“As picketing continues outside studio gates, everyone from talent agents to George Clooney has been mentioned or tried their hand at mediating between the Writers Guild of America (WGA) and executives of the TV networks and film production companies. But here’s a name that hasn’t crossed too many minds: Steve Jobs, Apple’s bearded, music-loving chief executive officer,” Ron Grover reports for BusinessWeek.
“Consider this scenario: On Jan. 15, as the writers’ walkout drags into its eighth week, Jobs will take the stage for a keynote at his annual Macworld conference. He’s expected to announce that at least two—and possibly as many as five—studios have signed up to offer their movies for download to Apple’s video iPod and Apple TV products. That will no doubt generate big headlines—everything Jobs announces at Macworld does—and could make the notion of downloading movies from the Web a hot topic after years of false starts,” Grover reports.
“In doing so, Jobs could also put a Hollywood-style klieg light on the major issue separating the writers and movie moguls: how to cut in the unions for a share of the revenue from a new market that the studios have insisted isn’t yet big enough to share,” Grover reports. “‘It could validate everything that we’ve been saying,’ says WGA Assistant Executive Director Charles Slocum. ‘If he also announces that it will be in high-definition and you can order from the TV, it will mean the creation of a whole new market.'”
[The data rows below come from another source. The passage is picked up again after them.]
impl<P: SpiPort> SpiController<P> {
    pub fn new(port: P) -> Self {
        Self {
            port,
            clock: ClockMode::Off,
            selected: false,
            latched: StatusBits::empty(),
            enabled: StatusBits::empty(),
            response: 0,
            argument: 0,
            block_length: 0,
            phase: None,
            block: Vec::new(),
            cursor: 0,
            trailer_open: false,
        }
    }

    pub fn port(&self) -> &P {
        &self.port
    }

    pub fn port_mut(&mut self) -> &mut P {
        &mut self.port
    }

    pub fn into_port(self) -> P {
        self.port
    }

    fn select(&mut self) {
        if !self.selected {
            self.port.select(true);
            self.selected = true;
        }
    }

    /// Release chip select and give the card one byte of clocks to let go of MISO
    fn release(&mut self) {
        if self.selected {
            self.port.select(false);
            self.port.exchange(0xFF);
            self.selected = false;
        }
        self.trailer_open = false;
    }

    fn fail_data(&mut self, bits: StatusBits) {
        log::debug!(target: "sdio_host::spi", "SPI: data phase failed: {:?}", bits);
        self.latched |= bits;
        self.phase = None;
        self.block.clear();
        self.cursor = 0;
        self.release();
    }

    fn finish_data(&mut self, direction: Direction) {
        self.latched |= StatusBits::TRANSFER_COMPLETE;
        self.phase = None;
        self.block.clear();
        self.cursor = 0;
        match direction {
            Direction::ToHost => self.release(),
            Direction::FromHost => self.trailer_open = true,
        }
    }

    /// Receive one block: start token, payload, CRC16
    fn receive_block(&mut self) {
        let Some(size) = self.phase.as_ref().map(|p| p.block_size as usize) else {
            return;
        };
        let port = &mut self.port;
        let token = poll_for(TOKEN_POLLS, || match port.exchange(0xFF) {
            0xFF => None,
            t => Some(t),
        });
        match token {
            Some(TOKEN_START_BLOCK) => {}
            Some(t) => {
                log::debug!(target: "sdio_host::spi", "SPI: data error token {:#04x}", t);
                return self.fail_data(StatusBits::DATA_CRC);
            }
            None => return self.fail_data(StatusBits::DATA_TIMEOUT),
        }

        self.block.clear();
        self.cursor = 0;
        for _ in 0..size {
            let byte = self.port.exchange(0xFF);
            // `size` never exceeds the buffer capacity, checked in `prepare_data`
            let _ = self.block.push(byte);
        }
        let received = u16::from_be_bytes([self.port.exchange(0xFF), self.port.exchange(0xFF)]);
        let computed = crc16(&self.block);
        if received != computed {
            log::debug!(
                target: "sdio_host::spi",
                "SPI: read CRC mismatch (card {:#06x}, computed {:#06x})",
                received,
                computed
            );
            self.fail_data(StatusBits::DATA_CRC);
        }
    }

    /// Send the buffered block and collect the data response and busy
    fn send_block(&mut self) {
        let Some(multi) = self.phase.as_ref().map(|p| p.multi) else {
            return;
        };
        let crc = crc16(&self.block);
        self.port.exchange(0xFF);
        self.port
            .exchange(if multi { TOKEN_START_MULTI } else { TOKEN_START_BLOCK });
        for &byte in self.block.iter() {
            self.port.exchange(byte);
        }
        for byte in crc.to_be_bytes() {
            self.port.exchange(byte);
        }

        let port = &mut self.port;
        let response = poll_for(DATA_RESPONSE_POLLS, || match port.exchange(0xFF) {
            0xFF => None,
            r => Some(r & DATA_RES_MASK),
        });
        match response {
            Some(DATA_RES_ACCEPTED) => {}
            Some(DATA_RES_CRC_ERROR) => return self.fail_data(StatusBits::DATA_CRC),
            Some(DATA_RES_WRITE_ERROR) => return self.fail_data(StatusBits::FIFO_UNDERRUN),
            Some(r) => {
                log::debug!(target: "sdio_host::spi", "SPI: unexpected data response {:#04x}", r);
                return self.fail_data(StatusBits::DATA_CRC);
            }
            None => return self.fail_data(StatusBits::DATA_TIMEOUT),
        }

        let port = &mut self.port;
        if poll_for(BUSY_POLLS, || (port.exchange(0xFF) != 0x00).then_some(())).is_none() {
            return self.fail_data(StatusBits::DATA_TIMEOUT);
        }
        self.block.clear();
    }

    /// Account for one finished block; true when the phase has more blocks
    fn next_block(&mut self) -> bool {
        match &mut self.phase {
            Some(phase) => {
                phase.blocks_left = phase.blocks_left.saturating_sub(1);
                phase.blocks_left > 0
            }
            None => false,
        }
    }
}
“During the short-lived negotiations this December before the writers hit the picket lines, the studios offered the same 1.2% for TV shows that are streamed on the Net, though not until after they have already been online for six weeks at a fixed rate of $250,” Grover reports. “The big thing that has kept the two sides from coming together is that studio executives insist there’s no market as yet for new media and they don’t want to get caught up in making expansive deals with the unions until there is one. Indeed, in their first go-round, the studios suggested they conduct a three-year study to determine the size of the market.”
Full article here.
The studios’ are full of it. Who cares what the size of the market is today? The percentage is all that matters. If you make a buck or a billion bucks, how much is the writers’ work worth? Figure out the percentage. The bigger the market grows, they more you all make. This has nothing to do with how big the market is, what size it will be sometime in the future, three-year ruses, and blah, blah, blah. It’s all about the percentage.